In the past, only EUSFNA could be performed for tissue acquisition. The initial EUSFNB device was the EUSTCB needle and it was cumbersome and could not be used for all lesions. Currently there is a variety of EUSFNB needles available, with sizes ranging from 19 to 25 gauge. These needles are very easy to use, similar to EUSFNA needles. Studies have shown clearly that these needles can increase the rate of core tissue acquisition, and reduce the need for ROSE, without increasing patient risks. The only issue may be the slightly higher costs for each needle. An argument can be made that one should consider greater use of these biopsy needles. Tissue acquisition by EUS-FNB when compared to cytology from EUSFNA is more reliable in providing an adequate sample for analysis. Microscopic evaluation of tissue histology is obviously superior to cytology with preserved architecture allowing more confident diagnoses, for example intraductal papillary mucinous neoplasm of the pancreas, and added tissue details such as desmoplastic or sclerotic stroma in pancreatic adenocarcinoma can be seen. Depending on the specimen sampled, EUSFNB tissue can occasionally provide unexpected non-favorable prognostic information such as the presence of vascular or perineural invasion in pancreatic carcinoma which is not possible with cytology (Figs 13 and 14). EUSFNB tissue core also has the added advantage of having sufficient yield and optimal tissue quality for ancillary tests such as immunohistochemical studies and molecular analysis. Performing immunohistochemical studies is an essential step in the work up of neuroendocrine and gastrointestinal stromal tumors, suggesting possible primary sites for metastatic lesions and distinguishing reactive lymph node versus low grade lymphoma. Molecular testing such as KIT and PGDFRA mutations in gastrointestinal stromal tumor can also be done on EUSFNB tissue. Finally a recognized constraint towards EUSFNA service is the availability of an experienced cytopathologist or equivalent to deliver high quality cytology reporting, whereas all qualified histopathologists are capable of tissue histology reporting to satisfactory standards.

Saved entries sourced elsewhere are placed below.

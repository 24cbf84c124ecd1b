use crate::frame::Frame;
use arc_swap::ArcSwap;
use std::sync::Arc;

#[derive(Debug, Clone, Copy, PartialEq, Eq, Hash)]
pub enum SinkStatus {
    Connecting,
    Failed,
    Ready,
}

impl SinkStatus {
    #[must_use]
    pub const fn as_str(self) -> &'static str {
        match self {
            Self::Connecting => "connecting",
            Self::Failed => "read failed",
            Self::Ready => "streaming",
        }
    }
}

/// One immutable published value. `frame` is only set for `Ready`.
#[derive(Debug, Clone)]
pub struct SinkSnapshot {
    pub status: SinkStatus,
    pub frame: Option<Arc<Frame>>,
    pub sequence: u64,
    pub detail: Option<String>,
}

/// Latest-value-wins handoff between one producer (writer) and the display
/// loop (reader). Publishing swaps in a fresh snapshot, so readers see either
/// the old value or the new one, never a mix.
#[derive(Debug)]
pub struct FrameSink {
    slot: ArcSwap<SinkSnapshot>,
}

impl Default for FrameSink {
    fn default() -> Self {
        Self::new()
    }
}

impl FrameSink {
    #[must_use]
    pub fn new() -> Self {
        Self {
            slot: ArcSwap::from_pointee(SinkSnapshot {
                status: SinkStatus::Connecting,
                frame: None,
                sequence: 0,
                detail: None,
            }),
        }
    }

    /// Overwrites the slot and bumps the sequence. Single writer only: the
    /// read-increment-store is not atomic across writers.
    pub fn publish(&self, status: SinkStatus, frame: Option<Frame>, detail: Option<String>) {
        let sequence = self.slot.load().sequence.wrapping_add(1);
        self.slot.store(Arc::new(SinkSnapshot {
            status,
            frame: frame.map(Arc::new),
            sequence,
            detail,
        }));
    }

    pub fn publish_frame(&self, frame: Frame) {
        self.publish(SinkStatus::Ready, Some(frame), None);
    }

    pub fn publish_status(&self, status: SinkStatus, detail: Option<String>) {
        self.publish(status, None, detail);
    }

    #[must_use]
    pub fn latest(&self) -> Arc<SinkSnapshot> {
        self.slot.load_full()
    }
}

#[cfg(test)]
mod tests {
    use super::{FrameSink, SinkStatus};
    use crate::frame::Frame;
    use std::sync::Arc;
    use std::sync::atomic::{AtomicBool, Ordering};

    #[test]
    fn starts_connecting_at_sequence_zero() {
        let sink = FrameSink::new();
        let snapshot = sink.latest();
        assert_eq!(snapshot.status, SinkStatus::Connecting);
        assert_eq!(snapshot.sequence, 0);
        assert!(snapshot.frame.is_none());
    }

    #[test]
    fn latest_wins_without_queueing() {
        let sink = FrameSink::new();
        sink.publish_frame(Frame::filled(2, 2, [1, 1, 1]));
        sink.publish_frame(Frame::filled(2, 2, [2, 2, 2]));
        sink.publish_status(SinkStatus::Failed, Some("stream ended".to_owned()));

        let snapshot = sink.latest();
        assert_eq!(snapshot.sequence, 3);
        assert_eq!(snapshot.status, SinkStatus::Failed);
        assert!(snapshot.frame.is_none());
        assert_eq!(snapshot.detail.as_deref(), Some("stream ended"));
    }

    #[test]
    fn held_snapshot_is_unaffected_by_later_publish() {
        let sink = FrameSink::new();
        sink.publish_frame(Frame::filled(1, 1, [9, 9, 9]));
        let held = sink.latest();
        sink.publish_frame(Frame::filled(1, 1, [3, 3, 3]));

        let frame = held.frame.as_ref().expect("ready snapshot has a frame");
        assert_eq!(frame.pixel(0, 0), Some([9, 9, 9]));
        assert_eq!(held.sequence, 1);
    }

    #[test]
    fn concurrent_reader_never_sees_torn_frames() {
        const PUBLISHES: u64 = 2_000;

        let sink = Arc::new(FrameSink::new());
        let done = Arc::new(AtomicBool::new(false));

        let writer_sink = sink.clone();
        let writer_done = done.clone();
        let writer = std::thread::spawn(move || {
            for seq in 1..=PUBLISHES {
                // Size and fill both derive from the sequence, so any mix of two
                // publishes is detectable.
                let side = 8 + (seq % 5) as usize;
                let fill = (seq % 251) as u8;
                writer_sink.publish_frame(Frame::filled(side, side, [fill, fill, fill]));
            }
            writer_done.store(true, Ordering::Release);
        });

        let mut last_seq = 0_u64;
        let mut observed = 0_u64;
        loop {
            let finished = done.load(Ordering::Acquire);
            let snapshot = sink.latest();
            assert!(snapshot.sequence >= last_seq, "sequence went backwards");
            last_seq = snapshot.sequence;

            if snapshot.sequence > 0 {
                assert_eq!(snapshot.status, SinkStatus::Ready);
                let frame = snapshot.frame.as_ref().expect("ready snapshot has a frame");
                let side = 8 + (snapshot.sequence % 5) as usize;
                let fill = (snapshot.sequence % 251) as u8;
                assert_eq!((frame.width, frame.height), (side, side));
                assert_eq!(frame.rgb.len(), side * side * 3);
                assert!(frame.rgb.iter().all(|byte| *byte == fill));
                observed += 1;
            }

            if finished {
                break;
            }
        }

        writer.join().expect("writer thread");
        assert_eq!(sink.latest().sequence, PUBLISHES);
        assert!(observed > 0);
    }
}
impl App {
    fn new(config_path: PathBuf, config: WallConfig, graphics: bool) -> Self {
        let (ptz_tx, ptz_rx) = mpsc::unbounded_channel();
        let display = DisplayLoop::new(
            config.general.grid_refresh(),
            config.general.fullscreen_refresh(),
        );
        let status = if graphics {
            format!("loaded {}", config_path.display())
        } else {
            "Kitty graphics protocol not detected; showing stream status only".to_owned()
        };
        Self {
            config_path,
            config,
            selected: 0,
            status,
            display,
            surface: KittySurface::new(graphics),
            pending_slots: Vec::new(),
            ptz_tx,
            ptz_rx,
        }
    }

    fn poll_ptz_results(&mut self) {
        while let Ok(outcome) = self.ptz_rx.try_recv() {
            self.status = if outcome.moved {
                format!("PTZ {} sent to {}", outcome.direction, outcome.camera_id)
            } else {
                format!("PTZ {} failed for {}", outcome.direction, outcome.camera_id)
            };
        }
    }

    fn handle_key(&mut self, key: KeyEvent, view: &mut Wall) -> AppCommand {
        let Some(action) = key_action(key, view.is_full_screen()) else {
            return AppCommand::None;
        };
        match action {
            Action::Quit => return AppCommand::Quit,
            Action::Select(direction) => {
                let count = view.producers().len();
                let (cols, _) = crate::display::grid_dimensions(count);
                self.selected = move_selection(self.selected, count, cols, direction);
            }
            Action::Open => {
                let Some(id) = view
                    .producers()
                    .iter()
                    .nth(self.selected)
                    .map(|handle| handle.id().to_owned())
                else {
                    return AppCommand::None;
                };
                self.status = match view.enter_full_screen(&id) {
                    Ok(()) => format!("full-screen {id}"),
                    Err(err) => err.to_string(),
                };
            }
            Action::Reload => self.reload(view),
            Action::Close => {
                view.exit_full_screen();
                self.status.clear();
            }
            Action::Ptz(direction) => self.spawn_ptz(view, direction),
            Action::ZoomIn => self.report(view.zoom_in().map(|scale| format!("zoom x{scale:.2}"))),
            Action::ZoomOut => {
                self.report(view.zoom_out().map(|scale| format!("zoom x{scale:.2}")));
            }
            Action::ResetZoom => self.report(view.reset_zoom().map(|()| "zoom reset".to_owned())),
            Action::Pan(dx, dy) => self.report(view.pan(dx, dy).map(|()| String::new())),
            Action::ToggleQuality => self.report(
                view.toggle_quality()
                    .map(|variant| format!("switching to {variant} stream")),
            ),
        }
        AppCommand::None
    }

    fn report(&mut self, outcome: Result<String, crate::error::ViewError>) {
        match outcome {
            Ok(message) if message.is_empty() => {}
            Ok(message) => self.status = message,
            Err(err) => self.status = err.to_string(),
        }
    }

    fn spawn_ptz(&mut self, view: &Wall, direction: PtzDirection) {
        let command = match view.ptz_command(direction) {
            Ok(command) => command,
            Err(err) => {
                self.status = err.to_string();
                return;
            }
        };
        let camera_id = view
            .focus()
            .map(|focus| focus.camera_id.clone())
            .unwrap_or_default();
        self.status = format!("PTZ {direction} -> {camera_id}");
        let tx = self.ptz_tx.clone();
        tokio::spawn(async move {
            let moved = command.await;
            let _ = tx.send(PtzOutcome {
                camera_id,
                direction,
                moved,
            });
        });
    }

    fn reload(&mut self, view: &mut Wall) {
        match WallConfig::load(&self.config_path) {
            Ok(config) => {
                let summary = view.reconcile(&config.endpoints());
                view.set_fullscreen_variant(config.general.fullscreen_variant);
                self.display.set_intervals(
                    config.general.grid_refresh(),
                    config.general.fullscreen_refresh(),
                );
                self.selected = self.selected.min(view.producers().len().saturating_sub(1));
                self.status = if summary.is_noop() {
                    "reloaded: no camera changes".to_owned()
                } else {
                    format!(
                        "reloaded: {} started, {} stopped, {} kept",
                        summary.started.len(),
                        summary.stopped.len(),
                        summary.kept.len()
                    )
                };
                self.config = config;
            }
            Err(err) => {
                warn!("config reload failed: {err:#}");
                self.status = format!("reload failed: {err:#}");
            }
        }
    }

    fn draw(&mut self, frame: &mut ratatui::Frame<'_>, view: &Wall) {
        let layout = Layout::default()
            .direction(Direction::Vertical)
            .constraints([Constraint::Min(3), Constraint::Length(3)])
            .split(frame.area());
        let body = layout[0];
        let cell_px = terminal_cell_pixel_size().unwrap_or(FALLBACK_CELL_PX);
        self.pending_slots.clear();

        if let Some(focus) = view.focus() {
            if let Some(handle) = view.producers().get(&focus.camera_id) {
                let title = format!(
                    "{}  {}  zoom x{:.2}",
                    camera_label(handle),
                    view.focused_variant()
                        .map(|variant| variant.to_string())
                        .unwrap_or_default(),
                    focus.zoom.scale()
                );
                self.draw_camera(frame, body, 0, handle, Some(title), true, cell_px);
            }
        } else if view.producers().is_empty() {
            let body_text = vec![
                Line::from(Span::styled(
                    "No enabled cameras.",
                    Style::default().fg(COLOR_TEXT).add_modifier(Modifier::BOLD),
                )),
                Line::from(Span::styled(
                    format!(
                        "Add one with `camwall cameras add <address>`, then press r. Config: {}",
                        self.config_path.display()
                    ),
                    Style::default().fg(COLOR_MUTED),
                )),
            ];
            let panel = Paragraph::new(body_text)
                .block(panel_block("Camera Wall", false))
                .wrap(Wrap { trim: false });
            frame.render_widget(panel, body);
        } else {
            let cells = grid_cells(to_cell_rect(body), view.producers().len());
            for (idx, (handle, cell)) in view.producers().iter().zip(cells).enumerate() {
                let selected = idx == self.selected;
                self.draw_camera(frame, to_rect(cell), idx, handle, None, selected, cell_px);
            }
        }

        let hints: &[(&str, &str)] = if view.is_full_screen() {
            &[
                ("Esc", "Grid"),
                ("Arrows", "PTZ"),
                ("+/-/0", "Zoom"),
                ("WASD", "Pan"),
                ("T", "Quality"),
                ("Q", "Quit"),
            ]
        } else {
            &[("Arrows", "Select"), ("Enter", "Full-screen"), ("R", "Reload"), ("Q", "Quit")]
        };
        let mut footer_spans = action_hint_spans(hints);
        if !self.status.is_empty() {
            footer_spans.push(Span::styled("  |  ", Style::default().fg(COLOR_BORDER)));
            footer_spans.push(Span::styled(
                self.status.clone(),
                status_message_style(&self.status).add_modifier(Modifier::BOLD),
            ));
        }
        let footer_title = footer_title(
            view.producers()
                .iter()
                .map(|handle| handle.current_sink().latest().status),
            self.config.cameras.len(),
        );
        let footer = Paragraph::new(Line::from(footer_spans))
            .style(Style::default().fg(COLOR_TEXT))
            .block(panel_block(&footer_title, false));
        frame.render_widget(footer, layout[1]);
    }

    #[allow(clippy::too_many_arguments)]
    fn draw_camera(
        &mut self,
        frame: &mut ratatui::Frame<'_>,
        area: Rect,
        index: usize,
        handle: &ProducerHandle,
        title: Option<String>,
        selected: bool,
        cell_px: (usize, usize),
    ) {
        let snapshot = handle.current_sink().latest();
        let status_color = status_color(snapshot.status, handle.is_paused());
        let status_text = if handle.is_paused() {
            "paused"
        } else {
            snapshot.status.as_str()
        };
        let label = title.unwrap_or_else(|| camera_label(handle));
        let tile_title = Line::from(vec![
            Span::styled(
                format!(" {GLYPH_BULLET}{} ", index + 1),
                Style::default().fg(COLOR_ACCENT).add_modifier(Modifier::BOLD),
            ),
            Span::styled(
                label,
                Style::default().fg(COLOR_TEXT).add_modifier(Modifier::BOLD),
            ),
            Span::styled(format!("  {status_text} "), Style::default().fg(status_color)),
        ]);
        let border = if selected {
            COLOR_BORDER_ACTIVE
        } else {
            status_color
        };
        let block = Block::default()
            .title(tile_title)
            .borders(Borders::ALL)
            .border_style(Style::default().fg(border));
        let inner = block.inner(area);
        frame.render_widget(block, area);

        self.pending_slots.push(Slot {
            index,
            camera_id: handle.id().to_owned(),
            label: camera_label(handle),
            cells: to_cell_rect(inner),
            px_width: usize::from(inner.width) * cell_px.0,
            px_height: usize::from(inner.height) * cell_px.1,
        });
    }
}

Although there has been tremendous interest in therapeutic EUS in recent years, diagnostic EUS, including lesion sample acquisition, still constitute the majority of EUS procedures. It has excellent diagnostic performance characteristics, and ongoing technological progress has further improved image resolution, and now, allow additional image enhancement through CHEUS and EUS elastography. Tissue acquisition for diagnosis is an important component of diagnostic EUS and access to dedicated biopsy needles has further enhanced this ability.
No potential conflict of interest relevant to this article was reported.